Personal information
- Born: July 29, 1994 (age 32)
- Listed height: 6 ft 0 in (1.83 m)
- Listed weight: 180 lb (82 kg)

Career information
- High school: Newton (Covington, Georgia)
- College: Furman (2012–2016)
- NBA draft: 2016: undrafted
- Playing career: 2017–present

Career history
- 2017: Sioux Falls Skyforce
- 2017–2018: Kobrat
- 2018–2019: Ura Basket
- 2019–2020: BC Yambol
- 2021–present: BC Titebi

Career highlights
- AP Honorable Mention All-American (2016); SoCon Player of the Year (2016); First-team All-SoCon (2015, 2016);

= Stephen Croone =

American professional basketball player

Stephen Croone (born July 19, 1994) is an American professional basketball player for BC Titebi of the Georgian Superliga. He played college basketball for Furman.

==High school career==
Croone attended Newton High School (Georgia). His junior season, he led Newton to a 26–5 mark and a region championship while averaging 11 points per game. As a senior, he led Region 2-AAAAA in scoring, at 20.8 points, while also averaging 3.8 assists, 3.6 rebounds and 2.3 steals per game. He guided Newton to a 19–7 record, region runner-up finish and state playoff appearance.

==College career==
Croone attended Furman where he made 122 appearances, including 118 starts, while averaging 15.9 points, 3.9 rebounds and 3.2 assists. In his junior season in college, he was named first team all conference. Croone had a thumb surgery at the beginning of his senior year and missed several games. Croone was named Southern Conference Men's Basketball Player of the Year in his senior season. He averaged 17.1 points per game while leading the Paladins to a 19–16 record and berth in the CollegeInsider.com Tournament.

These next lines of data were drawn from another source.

// src/models/quiz.rs

use serde::{Deserialize, Serialize};
use sqlx::FromRow;
use validator::Validate;

/// Represents the 'quizzes' table in the database.
///
/// `lesson_id` is NULL for standalone quizzes, which are owned directly
/// by `instructor_id`; lesson quizzes are owned by the lesson's course
/// instructor. Ownership is resolved once into `policy::QuizOwner`.
#[derive(Debug, Clone, FromRow, Serialize, Deserialize)]
pub struct Quiz {
    pub id: i64,
    pub lesson_id: Option<i64>,
    pub instructor_id: i64,
    pub title: String,
    pub description: Option<String>,
    /// 0 = unlimited.
    pub time_limit_minutes: i32,
    pub pass_score: f64,
    pub allow_multiple_attempts: bool,
    /// 0 = unlimited.
    pub max_attempts: i32,
    pub randomize_questions: bool,
    pub show_correct_answers: bool,
    pub created_at: Option<chrono::DateTime<chrono::Utc>>,
    pub updated_at: Option<chrono::DateTime<chrono::Utc>>,
}

/// Represents the 'questions' table in the database.
#[derive(Debug, Clone, FromRow, Serialize, Deserialize)]
pub struct Question {
    pub id: i64,
    pub quiz_id: i64,
    pub question_text: String,
    /// 'single_choice', 'multiple_choice', 'true_false' or 'short_answer'.
    pub question_type: String,
    pub points: i32,
    pub explanation: Option<String>,
    /// Ordering key, not unique.
    pub position: i32,
}

/// Represents the 'choices' table in the database.
#[derive(Debug, Clone, FromRow, Serialize, Deserialize)]
pub struct Choice {
    pub id: i64,
    pub question_id: i64,
    pub choice_text: String,
    pub is_correct: bool,
}

/// DTO for sending a choice to learners (hides is_correct).
#[derive(Debug, Serialize, FromRow)]
pub struct PublicChoice {
    pub id: i64,
    pub question_id: i64,
    pub choice_text: String,
}

/// Question with its choices; answer keys included only for reviewers.
#[derive(Debug, Serialize)]
pub struct QuestionDetail {
    pub id: i64,
    pub quiz_id: i64,
    pub question_text: String,
    pub question_type: String,
    pub points: i32,
    #[serde(skip_serializing_if = "Option::is_none")]
    pub explanation: Option<String>,
    pub position: i32,
    pub choices: Vec<serde_json::Value>,
}

#[derive(Debug, Serialize)]
pub struct QuizDetail {
    #[serde(flatten)]
    pub quiz: Quiz,
    pub questions: Vec<QuestionDetail>,
}

/// DTO for creating a choice, standalone or nested under a question.
#[derive(Debug, Deserialize, Validate)]
pub struct CreateChoiceRequest {
    #[validate(length(min = 1, max = 255))]
    pub choice_text: String,
    pub is_correct: Option<bool>,
}

/// DTO for creating a question, standalone or nested under a quiz.
#[derive(Debug, Deserialize, Validate)]
pub struct CreateQuestionRequest {
    #[validate(length(min = 1, max = 10000))]
    pub question_text: String,
    pub question_type: String,
    #[validate(range(min = 1))]
    pub points: Option<i32>,
    #[validate(length(max = 10000))]
    pub explanation: Option<String>,
    pub position: Option<i32>,
    #[validate(nested)]
    pub choices: Option<Vec<CreateChoiceRequest>>,
}

/// DTO for creating a quiz, optionally with nested questions and choices.
#[derive(Debug, Deserialize, Validate)]
pub struct CreateQuizRequest {
    pub lesson_id: Option<i64>,
    #[validate(length(min = 1, max = 200))]
    pub title: String,
    #[validate(length(max = 10000))]
    pub description: Option<String>,
    #[validate(range(min = 0))]
    pub time_limit_minutes: Option<i32>,
    #[validate(range(min = 0.0))]
    pub pass_score: Option<f64>,
    pub allow_multiple_attempts: Option<bool>,
    #[validate(range(min = 0))]
    pub max_attempts: Option<i32>,
    pub randomize_questions: Option<bool>,
    pub show_correct_answers: Option<bool>,
    #[validate(nested)]
    pub questions: Option<Vec<CreateQuestionRequest>>,
}

/// DTO for updating a quiz. Fields are optional.
#[derive(Debug, Deserialize, Validate)]
pub struct UpdateQuizRequest {
    #[validate(length(min = 1, max = 200))]
    pub title: Option<String>,
    #[validate(length(max = 10000))]
    pub description: Option<String>,
    #[validate(range(min = 0))]
    pub time_limit_minutes: Option<i32>,
    #[validate(range(min = 0.0))]
    pub pass_score: Option<f64>,
    pub allow_multiple_attempts: Option<bool>,
    #[validate(range(min = 0))]
    pub max_attempts: Option<i32>,
    pub randomize_questions: Option<bool>,
    pub show_correct_answers: Option<bool>,
}

/// DTO for updating a question. Fields are optional.
#[derive(Debug, Deserialize, Validate)]
pub struct UpdateQuestionRequest {
    #[validate(length(min = 1, max = 10000))]
    pub question_text: Option<String>,
    pub question_type: Option<String>,
    #[validate(range(min = 1))]
    pub points: Option<i32>,
    #[validate(length(max = 10000))]
    pub explanation: Option<String>,
    pub position: Option<i32>,
}

/// DTO for updating a choice. Fields are optional.
#[derive(Debug, Deserialize, Validate)]
pub struct UpdateChoiceRequest {
    #[validate(length(min = 1, max = 255))]
    pub choice_text: Option<String>,
    pub is_correct: Option<bool>,
}

/// Represents the 'quiz_attempts' table in the database.
#[derive(Debug, Clone, FromRow, Serialize, Deserialize)]
pub struct QuizAttempt {
    pub id: i64,
    pub user_id: i64,
    pub quiz_id: i64,
    /// 1-based, gapless per (user, quiz).
    pub attempt_number: i32,
    /// 'in_progress', 'completed' or 'timed_out'.
    pub status: String,
    pub start_time: chrono::DateTime<chrono::Utc>,
    pub end_time: Option<chrono::DateTime<chrono::Utc>>,
    pub score: f64,
    pub passed: bool,
}

/// Represents the 'answers' table in the database.
#[derive(Debug, Clone, FromRow, Serialize, Deserialize)]
pub struct Answer {
    pub id: i64,
    pub attempt_id: i64,
    pub question_id: i64,
    pub text_answer: Option<String>,
    pub is_correct: bool,
    pub score: f64,
    pub feedback: Option<String>,
    pub created_at: Option<chrono::DateTime<chrono::Utc>>,
}

/// Answer plus the ids of the choices it selected.
#[derive(Debug, Serialize)]
pub struct AnswerResponse {
    #[serde(flatten)]
    pub answer: Answer,
    pub selected_choice_ids: Vec<i64>,
}

/// DTO for submitting one answer within an attempt.
#[derive(Debug, Deserialize)]
pub struct SubmitAnswerRequest {
    pub question_id: i64,
    /// Objective questions: the selected choice ids.
    pub selected_choice_ids: Option<Vec<i64>>,
    /// Short-answer questions: the free text.
    pub text_answer: Option<String>,
}

/// DTO for manually grading a short answer.
#[derive(Debug, Deserialize)]
pub struct GradeAnswerRequest {
    pub score: f64,
    pub feedback: Option<String>,
}

/// Attempt with its answers, returned from submit/get.
#[derive(Debug, Serialize)]
pub struct AttemptDetail {
    #[serde(flatten)]
    pub attempt: QuizAttempt,
    pub answers: Vec<AnswerResponse>,
}

/// Student performance summary over completed attempts.
#[derive(Debug, Serialize)]
pub struct StudentPerformance {
    pub total_quizzes: i64,
    pub total_attempts: i64,
    pub passed_quizzes: i64,
    pub average_score: f64,
    pub pass_rate: f64,
    pub recent_attempts: Vec<RecentAttempt>,
}

#[derive(Debug, Serialize, FromRow)]
pub struct RecentAttempt {
    pub quiz_id: i64,
    pub quiz_title: String,
    pub score: f64,
    pub passed: bool,
    pub end_time: Option<chrono::DateTime<chrono::Utc>>,
}
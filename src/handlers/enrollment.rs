// src/handlers/enrollment.rs
//
// Enrollment ledger and per-lesson progress. Progress rows are upserted
// under the (enrollment, lesson) unique key; a course flips to completed
// when every lesson reaches completed.

use axum::{
    Extension, Json,
    extract::{Path, State},
    http::StatusCode,
    response::IntoResponse,
};
use sqlx::PgPool;
use validator::Validate;

use crate::{
    error::{AppError, is_unique_violation},
    models::enrollment::{
        CourseProgressSummary, Enrollment, EnrollmentListItem, LessonProgress,
        UpdateProgressRequest,
    },
    utils::jwt::Claims,
};

/// Enroll the current user into a course. Free courses enroll directly;
/// paid courses would go through a payment flow, which this service does
/// not implement, so they enroll directly as well.
pub async fn enroll(
    State(pool): State<PgPool>,
    Extension(claims): Extension<Claims>,
    Path(course_id): Path<i64>,
) -> Result<impl IntoResponse, AppError> {
    let status: Option<String> =
        sqlx::query_scalar("SELECT status FROM courses WHERE id = $1")
            .bind(course_id)
            .fetch_optional(&pool)
            .await?;

    match status.as_deref() {
        None => return Err(AppError::NotFound("Course not found".to_string())),
        Some("published") => {}
        Some(_) => {
            return Err(AppError::BadRequest(
                "Course is not open for enrollment".to_string(),
            ));
        }
    }

    let enrollment = sqlx::query_as::<_, Enrollment>(
        r#"
        INSERT INTO enrollments (student_id, course_id)
        VALUES ($1, $2)
        RETURNING id, student_id, course_id, status, enrolled_at, completed_at
        "#,
    )
    .bind(claims.user_id())
    .bind(course_id)
    .fetch_one(&pool)
    .await
    .map_err(|e| {
        if is_unique_violation(&e) {
            AppError::Conflict("Already enrolled in this course".to_string())
        } else {
            AppError::from(e)
        }
    })?;

    Ok((StatusCode::CREATED, Json(enrollment)))
}

/// List the current user's enrollments with course info.
pub async fn list_my_enrollments(
    State(pool): State<PgPool>,
    Extension(claims): Extension<Claims>,
) -> Result<impl IntoResponse, AppError> {
    let enrollments = sqlx::query_as::<_, EnrollmentListItem>(
        r#"
        SELECT e.id, e.course_id, c.title AS course_title,
               u.username AS instructor_name, e.status, e.enrolled_at
        FROM enrollments e
        JOIN courses c ON c.id = e.course_id
        JOIN users u ON u.id = c.instructor_id
        WHERE e.student_id = $1
        ORDER BY e.enrolled_at DESC
        "#,
    )
    .bind(claims.user_id())
    .fetch_all(&pool)
    .await?;

    Ok(Json(enrollments))
}

/// Upsert progress on a lesson. Requires an active enrollment in the
/// lesson's course. Reaching 100% marks the lesson completed, and the
/// enrollment completes once every lesson in the course is completed.
pub async fn update_lesson_progress(
    State(pool): State<PgPool>,
    Extension(claims): Extension<Claims>,
    Path(lesson_id): Path<i64>,
    Json(payload): Json<UpdateProgressRequest>,
) -> Result<impl IntoResponse, AppError> {
    if let Err(validation_errors) = payload.validate() {
        return Err(AppError::BadRequest(validation_errors.to_string()));
    }

    let enrollment_id: Option<i64> = sqlx::query_scalar(
        r#"
        SELECT e.id
        FROM lessons l
        JOIN sections s ON s.id = l.section_id
        JOIN enrollments e ON e.course_id = s.course_id AND e.student_id = $1
        WHERE l.id = $2
        "#,
    )
    .bind(claims.user_id())
    .bind(lesson_id)
    .fetch_optional(&pool)
    .await?;

    let enrollment_id = enrollment_id.ok_or(AppError::Forbidden(
        "Not enrolled in this course".to_string(),
    ))?;

    let status = if payload.progress_percent >= 100 {
        "completed"
    } else if payload.progress_percent > 0 {
        "in_progress"
    } else {
        "not_started"
    };

    let mut tx = pool.begin().await?;

    let progress = sqlx::query_as::<_, LessonProgress>(
        r#"
        INSERT INTO lesson_progress (enrollment_id, lesson_id, status, progress_percent, last_position_seconds, last_accessed)
        VALUES ($1, $2, $3, $4, $5, NOW())
        ON CONFLICT (enrollment_id, lesson_id) DO UPDATE SET
            status = EXCLUDED.status,
            progress_percent = GREATEST(lesson_progress.progress_percent, EXCLUDED.progress_percent),
            last_position_seconds = EXCLUDED.last_position_seconds,
            last_accessed = NOW()
        RETURNING id, enrollment_id, lesson_id, status, progress_percent, last_position_seconds, last_accessed
        "#,
    )
    .bind(enrollment_id)
    .bind(lesson_id)
    .bind(status)
    .bind(payload.progress_percent)
    .bind(payload.last_position_seconds.unwrap_or(0))
    .fetch_one(&mut *tx)
    .await?;

    if status == "completed" {
        // Complete the enrollment once nothing in the course is left.
        let remaining: i64 = sqlx::query_scalar(
            r#"
            SELECT COUNT(*)
            FROM lessons l
            JOIN sections s ON s.id = l.section_id
            JOIN enrollments e ON e.course_id = s.course_id
            WHERE e.id = $1
              AND NOT EXISTS (
                  SELECT 1 FROM lesson_progress lp
                  WHERE lp.enrollment_id = e.id
                    AND lp.lesson_id = l.id
                    AND lp.status = 'completed'
              )
            "#,
        )
        .bind(enrollment_id)
        .fetch_one(&mut *tx)
        .await?;

        if remaining == 0 {
            sqlx::query(
                "UPDATE enrollments SET status = 'completed', completed_at = NOW() WHERE id = $1 AND status = 'active'",
            )
            .bind(enrollment_id)
            .execute(&mut *tx)
            .await?;
        }
    }

    tx.commit().await?;

    Ok(Json(progress))
}

/// Progress summary for one of the current user's enrolled courses.
pub async fn get_course_progress(
    State(pool): State<PgPool>,
    Extension(claims): Extension<Claims>,
    Path(course_id): Path<i64>,
) -> Result<impl IntoResponse, AppError> {
    let enrollment_id: Option<i64> = sqlx::query_scalar(
        "SELECT id FROM enrollments WHERE student_id = $1 AND course_id = $2",
    )
    .bind(claims.user_id())
    .bind(course_id)
    .fetch_optional(&pool)
    .await?;

    let enrollment_id = enrollment_id.ok_or(AppError::NotFound(
        "Not enrolled in this course".to_string(),
    ))?;

    let total_lessons: i64 = sqlx::query_scalar(
        r#"
        SELECT COUNT(*)
        FROM lessons l
        JOIN sections s ON s.id = l.section_id
        WHERE s.course_id = $1
        "#,
    )
    .bind(course_id)
    .fetch_one(&pool)
    .await?;

    let completed_lessons: i64 = sqlx::query_scalar(
        "SELECT COUNT(*) FROM lesson_progress WHERE enrollment_id = $1 AND status = 'completed'",
    )
    .bind(enrollment_id)
    .fetch_one(&pool)
    .await?;

    let percent = if total_lessons > 0 {
        (completed_lessons as f64 / total_lessons as f64 * 10000.0).round() / 100.0
    } else {
        0.0
    };

    Ok(Json(CourseProgressSummary {
        course_id,
        total_lessons,
        completed_lessons,
        percent,
    }))
}

/// Lesson progress rows for one of the current user's enrollments.
pub async fn list_lesson_progress(
    State(pool): State<PgPool>,
    Extension(claims): Extension<Claims>,
    Path(course_id): Path<i64>,
) -> Result<impl IntoResponse, AppError> {
    let rows = sqlx::query_as::<_, LessonProgress>(
        r#"
        SELECT lp.id, lp.enrollment_id, lp.lesson_id, lp.status,
               lp.progress_percent, lp.last_position_seconds, lp.last_accessed
        FROM lesson_progress lp
        JOIN enrollments e ON e.id = lp.enrollment_id
        WHERE e.student_id = $1 AND e.course_id = $2
        ORDER BY lp.lesson_id
        "#,
    )
    .bind(claims.user_id())
    .bind(course_id)
    .fetch_all(&pool)
    .await?;

    Ok(Json(rows))
}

Croone ranked fifth in scoring all-time at Furman with 1,936 points in his career.

==Professional career==
After going undrafted in the 2016 NBA draft, Croone was invited to an NBA development league tryout in August 2016. On February 13, 2017, he was claimed off waivers by the Sioux Falls Skyforce of the NBA D-league. During the 2018–19 season, Croone joined Ura Basket of the Finnish league and averaged 14.6 points, 4.3 rebounds, 3.3 assists and 1.0 steal per game. The following season, he signed with BC Yambol in Bulgaria. In four games, Croone averaged 18.5 points, 3.5 rebounds, 2.8 assists and 2.3 steals per game. On September 15, 2021, he signed with BC Titebi of the Georgian Superliga.